RAZINA MUNSHI: The ‘prevention paradox’
A country’s strong policy to combat a disease such as Covid-19 can be so successful that though the health of the nation benefits greatly, many individuals realise only how high the cost of limiting infection rates has been. Yet the lifting of restrictions may bring about many new cases of the illness
Governments have grossly over-reacted to the pandemic, people have begun to declare. The smattering of initial voices pressing for an end to lockdowns has given way to a clamour. So governments are caving in and easing restrictions on movement and economic activity. But this only sends the Covid-19 infection rate higher – and one by one, countries are hit with a second wave of infections.
Christian Drosten, the director of the Institute of Virology at the Charité hospital in Berlin – and one of those who identified the Sars virus in 2003 – calls this the “prevention paradox”.
In Germany, says Drosten, people see that hospitals aren’t overwhelmed and that the spread of the virus wasn’t nearly as dire as initially feared. They can’t understand why their shops and factories have to shut. For many Germans, Drosten is the evil guy who is crippling the economy, he told The Guardian.
But those people refuse to look at the experience of Germany’s neighbours, or at some US cities. It has led Germany to discover that a competent, early handling of the crisis can become a burden later on.
The prevention paradox occurs when a policy is introduced – at a cost in terms of time and convenience – yet the potential benefit to individuals is relatively low. The World Health Organisation says the prevention paradox shows that interventions can achieve large health gains for populations, but might offer only small advantages to each individual.
Last week the rates of new infections increased in Germany. The numbers rose as well in China and South Korea, which have also recently eased lockdown restrictions. This includes a cluster of new infections this week in Wuhan after no new cases had been reported there for a month.
As US states, too, start to allow more economic activity, Anthony Fauci, the director of the country’s National Institute of Allergy & Infectious Diseases, says: “In my mind, it’s inevitable that we’ll have a return of the virus … when it does, how we handle it will determine our fate.”
Is the prevention paradox a useful reference to counter voices that suggest the prevention is more harmful than the disease itself?
Darrell Hudson, associate professor at the Institute for Public Health at Washington University’s Brown School, cites the examples of illnesses such as polio, smallpox and rubella. Most people have never met someone affected by these diseases, since vaccination efforts have been so productive. “When there are no new cases, people start to ask: ‘Why do we need vaccinations again?’”
The prevention strategy has worked so well, in fact, that there is no-one around with polio to demonstrate how debilitating that condition is.
Now, Covid-19 isn’t polio. And a lockdown as a prevention strategy will never be as successful as a vaccine. It is but one measure, along with social distancing and better hygiene, that can slow the spread. If nothing else, understanding the prevention paradox could help explain how the extreme efficacy of vaccines is actually the reason for recent resistance to vaccines.

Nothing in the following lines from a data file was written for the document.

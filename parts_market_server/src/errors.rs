use actix_web::{
    error::ResponseError,
    http::{header::ContentType, StatusCode},
    HttpResponse,
};
use parts_market_engine::{AccountApiError, AuthApiError, OrderFlowError};
use stripe_tools::StripeApiError;
use thiserror::Error;

#[derive(Debug, Error)]
pub enum ServerError {
    #[error("Could not initialize server. {0}")]
    InitializeError(String),
    #[error("An error occurred on the backend of the server. {0}")]
    BackendError(String),
    #[error("No bearer credential was provided")]
    MissingCredential,
    #[error("Could not read request body: {0}")]
    InvalidRequestBody(String),
    #[error("An I/O error happened in the server. {0}")]
    IOError(#[from] std::io::Error),
    #[error("Order conversion error. {0}")]
    OrderConversionError(#[from] OrderConversionError),
    #[error("Invalid server configuration. {0}")]
    ConfigurationError(String),
    #[error("Authentication Error. {0}")]
    AuthenticationError(#[from] AuthError),
    #[error("The data was not found. {0}")]
    NoRecordFound(String),
    #[error("Insufficient Permissions. {0}")]
    InsufficientPermissions(String),
    #[error("Order #{0} has already been settled")]
    OrderAlreadySettled(i64),
    #[error("The payment service could not be reached. {0}")]
    UpstreamFailure(String),
}

impl ResponseError for ServerError {
    fn status_code(&self) -> StatusCode {
        match self {
            Self::InvalidRequestBody(_) => StatusCode::BAD_REQUEST,
            Self::OrderConversionError(_) => StatusCode::BAD_REQUEST,
            Self::MissingCredential => StatusCode::UNAUTHORIZED,
            Self::AuthenticationError(e) => match e {
                AuthError::ValidationError(_) => StatusCode::FORBIDDEN,
                AuthError::PoorlyFormattedToken(_) => StatusCode::FORBIDDEN,
                AuthError::TokenCreation(_) => StatusCode::INTERNAL_SERVER_ERROR,
            },
            Self::InsufficientPermissions(_) => StatusCode::FORBIDDEN,
            Self::NoRecordFound(_) => StatusCode::NOT_FOUND,
            Self::OrderAlreadySettled(_) => StatusCode::CONFLICT,
            Self::UpstreamFailure(_) => StatusCode::BAD_GATEWAY,
            Self::InitializeError(_) => StatusCode::INTERNAL_SERVER_ERROR,
            Self::BackendError(_) => StatusCode::INTERNAL_SERVER_ERROR,
            Self::IOError(_) => StatusCode::INTERNAL_SERVER_ERROR,
            Self::ConfigurationError(_) => StatusCode::INTERNAL_SERVER_ERROR,
        }
    }

    fn error_response(&self) -> HttpResponse {
        HttpResponse::build(self.status_code())
            .insert_header(ContentType::json())
            .body(serde_json::json!({ "error": self.to_string() }).to_string())
    }
}

#[derive(Debug, Error)]
#[error("Could not convert the order payload into a new order. {0}.")]
pub struct OrderConversionError(pub String);

#[derive(Debug, Clone, Error)]
pub enum AuthError {
    #[error("Access token signature is invalid. {0}")]
    ValidationError(String),
    #[error("Access token is not in the correct format. {0}")]
    PoorlyFormattedToken(String),
    #[error("Could not sign access token. {0}")]
    TokenCreation(String),
}

impl From<AuthApiError> for ServerError {
    fn from(e: AuthApiError) -> Self {
        match e {
            AuthApiError::AccountNotFound => Self::NoRecordFound(e.to_string()),
            AuthApiError::DatabaseError(e) => Self::BackendError(format!("Database error: {e}")),
        }
    }
}

impl From<AccountApiError> for ServerError {
    fn from(e: AccountApiError) -> Self {
        Self::BackendError(e.to_string())
    }
}

impl From<OrderFlowError> for ServerError {
    fn from(e: OrderFlowError) -> Self {
        match e {
            OrderFlowError::OrderNotFound(id) => Self::NoRecordFound(format!("Order #{id}")),
            OrderFlowError::OrderAlreadySettled(id) => Self::OrderAlreadySettled(id),
            OrderFlowError::DatabaseError(e) => Self::BackendError(format!("Database error: {e}")),
        }
    }
}

impl From<StripeApiError> for ServerError {
    fn from(e: StripeApiError) -> Self {
        Self::UpstreamFailure(e.to_string())
    }
}
//! Request handler definitions
//!
//! Define each route and it handler here.
//! Handlers that are more than a line or two MUST go into a separate module. Keep this module neat and tidy 🙏
//!
//! A note about performance:
//! Since each worker thread processes its requests sequentially, handlers which block the current thread will cause the
//! current worker to stop processing new requests. For this reason, any long, non-cpu-bound operation (e.g. I/O,
//! database operations, etc.) should be expressed as futures or asynchronous functions, which get executed
//! concurrently by the worker threads.

use actix_web::{get, web, HttpResponse, Responder};
use log::*;
use parts_market_engine::{
    db_types::{EmailAddress, NewOrder, NewPayment},
    traits::{AccountManagement, AuthManagement, OrderFlowDatabase},
    AccountApi,
    AuthApi,
    OrderFlowApi,
};
use pms_common::UsdCents;
use serde_json::Value;
use stripe_tools::{NewPaymentIntent, StripeApi, StripeApiError};

use crate::{
    auth::{JwtClaims, TokenService},
    authorizer::AccessPolicy,
    data_objects::{
        AdminCheckResult,
        DeleteResult,
        LoginResult,
        OrderRequest,
        PaymentIntentRequest,
        PaymentIntentResult,
        PaymentRequest,
        PromotionResult,
    },
    errors::ServerError,
};

// Web-actix cannot handle generics in handlers, so it's implemented manually using the `route!` macro
#[macro_export]
macro_rules! route {
    ($name:ident => $method:ident $path:literal gated) => {
        paste::paste! { pub struct [<$name:camel Route>];}
        paste::paste! {
                impl [<$name:camel Route>] {
                #[allow(clippy::new_without_default)]
                pub fn new() -> Self { Self }
            }
        }
        paste::paste! {
            impl actix_web::dev::HttpServiceFactory for [<$name:camel Route>] {
                fn register(self, config: &mut actix_web::dev::AppService) {
                    let res = actix_web::Resource::new($path)
                        .name(stringify!($name))
                        .guard(actix_web::guard::$method())
                        .to($name)
                        .wrap($crate::middleware::AccessGateFactory::new());
                    actix_web::dev::HttpServiceFactory::register(res, config);
                }
            }
        }
    };

    ($name:ident => $method:ident $path:literal impl $($bounds:ty),+) => {
        paste::paste! { pub struct [<$name:camel Route>]< $( [< T $bounds:camel> ],)+ >( $( core::marker::PhantomData<fn() -> [< T $bounds:camel> ] >,)+ );}
        paste::paste! { impl< $( [< T $bounds:camel> ],)+ > [<$name:camel Route>]< $( [< T $bounds:camel> ],)+ > {
            #[allow(clippy::new_without_default)]
            pub fn new() -> Self {
                Self($( core::marker::PhantomData::<fn() -> [< T $bounds:camel> ] >,)+)
            }
        }}
        paste::paste! { impl<$( [< T $bounds:camel >] , )+> actix_web::dev::HttpServiceFactory for [<$name:camel Route>]<$([<T $bounds:camel>],)+>
        where
            $([<T $bounds:camel>]: $bounds + 'static,)+
        {
            fn register(self, config: &mut actix_web::dev::AppService) {
                let res = actix_web::Resource::new($path)
                    .name(stringify!($name))
                    .guard(actix_web::guard::$method())
                    .to($name::< $( [< T $bounds:camel >], )+>);
                actix_web::dev::HttpServiceFactory::register(res, config);
            }
        }}
    };

    ($name:ident => $method:ident $path:literal impl $($bounds:ty),+ where gated)  => {
        paste::paste! { pub struct [<$name:camel Route>]< $( [< T $bounds:camel> ],)+ >( $( core::marker::PhantomData<fn() -> [< T $bounds:camel> ] >,)+ );}
        paste::paste! { impl< $( [< T $bounds:camel> ],)+ > [<$name:camel Route>]< $( [< T $bounds:camel> ],)+ > {
            #[allow(clippy::new_without_default)]
            pub fn new() -> Self {
                Self($( core::marker::PhantomData::<fn() -> [< T $bounds:camel> ] >,)+)
            }
        }}
        paste::paste! { impl<$( [< T $bounds:camel >] , )+> actix_web::dev::HttpServiceFactory for [<$name:camel Route>]<$([<T $bounds:camel>],)+>
        where
            $([<T $bounds:camel>]: $bounds + 'static,)+
        {
            fn register(self, config: &mut actix_web::dev::AppService) {
                let res = actix_web::Resource::new($path)
                    .name(stringify!($name))
                    .guard(actix_web::guard::$method())
                    .to($name::< $( [< T $bounds:camel >], )+>)
                    .wrap($crate::middleware::AccessGateFactory::new());
                actix_web::dev::HttpServiceFactory::register(res, config);
            }
        }}
    };
}

// ----------------------------------------------   Health  ----------------------------------------------------
#[get("/health")]
pub async fn health() -> impl Responder {
    trace!("💻️ Received health check request");
    HttpResponse::Ok().body("👍️\n")
}

//----------------------------------------------   Identity  ----------------------------------------------------

route!(login => Put "/user/{email}" impl AuthManagement);
/// Route handler for the login endpoint.
///
/// Logging in and registering are the same operation: the profile document in the body is stored against the path
/// email, creating the account if this is the first visit and overwriting it otherwise. The response carries the
/// store outcome together with a freshly signed access token for the email.
///
/// There is no password or other proof of ownership here; presenting an email is enough to be issued a token for
/// it. The token is what every protected endpoint checks afterwards.
pub async fn login<A: AuthManagement>(
    path: web::Path<EmailAddress>,
    body: web::Json<Value>,
    api: web::Data<AuthApi<A>>,
    tokens: web::Data<TokenService>,
) -> Result<HttpResponse, ServerError> {
    let email = path.into_inner();
    debug!("💻️ PUT login for {email}");
    let result = api.upsert_account(&email, &body).await?;
    let token = tokens.issue(&email)?;
    Ok(HttpResponse::Ok().json(LoginResult { result, token }))
}

route!(my_profile => Get "/user/{email}" impl AccountManagement, AuthManagement where gated);
/// Route handler for the profile endpoint.
///
/// Users can only read their own profile: the path email must match the email asserted by the access token.
pub async fn my_profile<B: AccountManagement, A: AuthManagement>(
    claims: JwtClaims,
    path: web::Path<EmailAddress>,
    api: web::Data<AccountApi<B>>,
    auth_api: web::Data<AuthApi<A>>,
) -> Result<HttpResponse, ServerError> {
    let email = path.into_inner();
    debug!("💻️ GET profile for {email}");
    AccessPolicy::SelfOnly { requested: &email }.enforce(&claims, auth_api.as_ref()).await?;
    let account = api
        .account_by_email(&email)
        .await?
        .ok_or_else(|| ServerError::NoRecordFound(format!("No account for {email}")))?;
    Ok(HttpResponse::Ok().json(account))
}

route!(admin_check => Get "/admin/{email}" impl AuthManagement where gated);
/// Route handler for the admin check endpoint.
///
/// Any authenticated user may ask whether an email holds the admin role. The front-end uses this to decide whether
/// to show the admin dashboard; the actual admin-only operations verify the role again on their own.
pub async fn admin_check<A: AuthManagement>(
    claims: JwtClaims,
    path: web::Path<EmailAddress>,
    api: web::Data<AuthApi<A>>,
) -> Result<HttpResponse, ServerError> {
    let email = path.into_inner();
    debug!("💻️ GET admin check for {email}, asked by {}", claims.email);
    let admin = api.is_admin(&email).await?;
    Ok(HttpResponse::Ok().json(AdminCheckResult { admin }))
}

route!(promote_to_admin => Put "/user/admin/{email}" impl AuthManagement where gated);
/// Route handler for the admin promotion endpoint.
///
/// The requester must hold the admin role. The *target* email in the path is the record that gets the admin role,
/// created on the spot if it does not exist yet; the requester's own record is never touched.
pub async fn promote_to_admin<A: AuthManagement>(
    claims: JwtClaims,
    path: web::Path<EmailAddress>,
    api: web::Data<AuthApi<A>>,
) -> Result<HttpResponse, ServerError> {
    let target = path.into_inner();
    debug!("💻️ PUT promote {target} to admin, requested by {}", claims.email);
    AccessPolicy::AdminOnly.enforce(&claims, api.as_ref()).await?;
    let result = api.promote_to_admin(&target).await?;
    info!("💻️ {} promoted {target} to admin", claims.email);
    Ok(HttpResponse::Ok().json(PromotionResult { result }))
}

//----------------------------------------------   Payments  ----------------------------------------------------

route!(create_payment_intent => Post "/create-payment-intent" gated);
/// Route handler for the payment intent endpoint.
///
/// The checkout page submits the displayed price and receives the client secret it needs to complete the charge
/// with the payment processor. The price is converted to cents on its decimal representation, so fractional cents
/// are dropped rather than rounded up. Any authenticated user may request an intent; no role check applies.
pub async fn create_payment_intent(
    claims: JwtClaims,
    body: web::Json<PaymentIntentRequest>,
    stripe: web::Data<StripeApi>,
) -> Result<HttpResponse, ServerError> {
    let amount = UsdCents::from_decimal_str(&body.price.to_string())
        .map_err(|e| ServerError::InvalidRequestBody(e.to_string()))?;
    debug!("💻️ POST payment intent for {amount}, requested by {}", claims.email);
    let intent = stripe.create_payment_intent(NewPaymentIntent::card(amount)).await?;
    let client_secret = intent.client_secret.ok_or(StripeApiError::MissingClientSecret)?;
    Ok(HttpResponse::Ok().json(PaymentIntentResult { client_secret }))
}

//----------------------------------------------   Orders  ----------------------------------------------------

route!(submit_order => Post "/myOrders" impl OrderFlowDatabase);
/// Route handler for checkout submissions.
///
/// The order payload is taken at face value and stored unpaid. Checkout happens before login is required, so this
/// endpoint is open.
pub async fn submit_order<B: OrderFlowDatabase>(
    body: web::Json<OrderRequest>,
    api: web::Data<OrderFlowApi<B>>,
) -> Result<HttpResponse, ServerError> {
    let order = NewOrder::try_from(body.into_inner())?;
    debug!("💻️ POST new order from {} for {}", order.email, order.total_price);
    let order = api.submit_order(order).await?;
    Ok(HttpResponse::Ok().json(order))
}

route!(my_orders => Get "/myOrders/{email}" impl AccountManagement, AuthManagement where gated);
/// Route handler for the order history endpoint.
///
/// Users can only list their own orders: the path email must match the email asserted by the access token. The
/// response wraps the orders with their owner and summed value.
pub async fn my_orders<B: AccountManagement, A: AuthManagement>(
    claims: JwtClaims,
    path: web::Path<EmailAddress>,
    api: web::Data<AccountApi<B>>,
    auth_api: web::Data<AuthApi<A>>,
) -> Result<HttpResponse, ServerError> {
    let email = path.into_inner();
    debug!("💻️ GET orders for {email}");
    AccessPolicy::SelfOnly { requested: &email }.enforce(&claims, auth_api.as_ref()).await?;
    let orders = api.orders_for_email(&email).await?;
    Ok(HttpResponse::Ok().json(orders))
}

route!(order_for_payment => Get "/myOrders/payment/{id}" impl AccountManagement where gated);
/// Route handler for the payment confirmation view.
///
/// Returns the full order so the payment page can display what is being paid for. The order is looked up by id
/// alone; any authenticated user can fetch any order here.
pub async fn order_for_payment<B: AccountManagement>(
    claims: JwtClaims,
    path: web::Path<i64>,
    api: web::Data<AccountApi<B>>,
) -> Result<HttpResponse, ServerError> {
    let id = path.into_inner();
    debug!("💻️ GET order #{id} for payment view, requested by {}", claims.email);
    let order =
        api.order_by_id(id).await?.ok_or_else(|| ServerError::NoRecordFound(format!("Order #{id}")))?;
    Ok(HttpResponse::Ok().json(order))
}

route!(settle_order => Patch "/myOrders/{id}" impl OrderFlowDatabase where gated);
/// Route handler for payment reconciliation.
///
/// Once the payment processor confirms the charge, the checkout page reports it here. The order is marked paid
/// with the reported transaction id and the payment receipt is appended, atomically. Settling an order twice
/// answers with 409 and leaves both records as they were.
pub async fn settle_order<B: OrderFlowDatabase>(
    claims: JwtClaims,
    path: web::Path<i64>,
    body: web::Json<PaymentRequest>,
    api: web::Data<OrderFlowApi<B>>,
) -> Result<HttpResponse, ServerError> {
    let id = path.into_inner();
    let payment = NewPayment::try_from(body.into_inner())?;
    debug!("💻️ PATCH settle order #{id}, reported by {}", claims.email);
    let order = api.settle_order(id, payment).await?;
    Ok(HttpResponse::Ok().json(order))
}

route!(delete_order => Delete "/myOrders/{id}" impl OrderFlowDatabase);
/// Route handler for order deletion.
///
/// Deletes by id and reports whether a row was removed. There is no ownership check and no credential
/// requirement; the store-front calls this when a customer abandons an unpaid order.
pub async fn delete_order<B: OrderFlowDatabase>(
    path: web::Path<i64>,
    api: web::Data<OrderFlowApi<B>>,
) -> Result<HttpResponse, ServerError> {
    let id = path.into_inner();
    debug!("💻️ DELETE order #{id}");
    let deleted = api.delete_order(id).await?;
    Ok(HttpResponse::Ok().json(DeleteResult { deleted }))
}

route!(purchase => Get "/purchase/{id}" impl AccountManagement);
/// Route handler for the purchase view.
///
/// The store-front shows this page straight after checkout, before the customer has logged in, so the lookup is
/// open by design.
pub async fn purchase<B: AccountManagement>(
    path: web::Path<i64>,
    api: web::Data<AccountApi<B>>,
) -> Result<HttpResponse, ServerError> {
    let id = path.into_inner();
    debug!("💻️ GET purchase view for order #{id}");
    let order =
        api.order_by_id(id).await?.ok_or_else(|| ServerError::NoRecordFound(format!("Order #{id}")))?;
    Ok(HttpResponse::Ok().json(order))
}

Goodbye to a terrible custom
To bring it back to something we shouldn’t hold on to, The Atlantic says good riddance to the handshake. The article dwells on that 29-second handshake of Donald Trump and President Emmanuel Macron of France, and delves into the history of this Western norm. The gesture, Megan Garber writes, “no longer makes sense when the human hand itself can double as a bioweapon”.
On another matter, Kenya’s The Nation laments the reporting on Covid-19 in Africa. Archives are not neutral; they’re sites for contestation and projections of power, says writer Nanjala Nyabola. Her view is that flawed and partial accounts of pandemics that understate the agency of affected communities and overstate the contribution of foreign interventions can have consequences long after the emergency period.
And concerning the next US election, the New York Review of Books writes that with the coronavirus pandemic, Republicans may have discovered the ultimate voter-suppression tactic. Writer David Cole says the suppression tactics the party previously pursued pale in comparison to the fear of contracting a deadly disease, which is certain to deter many people from going to the polls. Cole argues that if citizens aren’t allowed to vote though the postal service they are effective being denied the right to vote at all.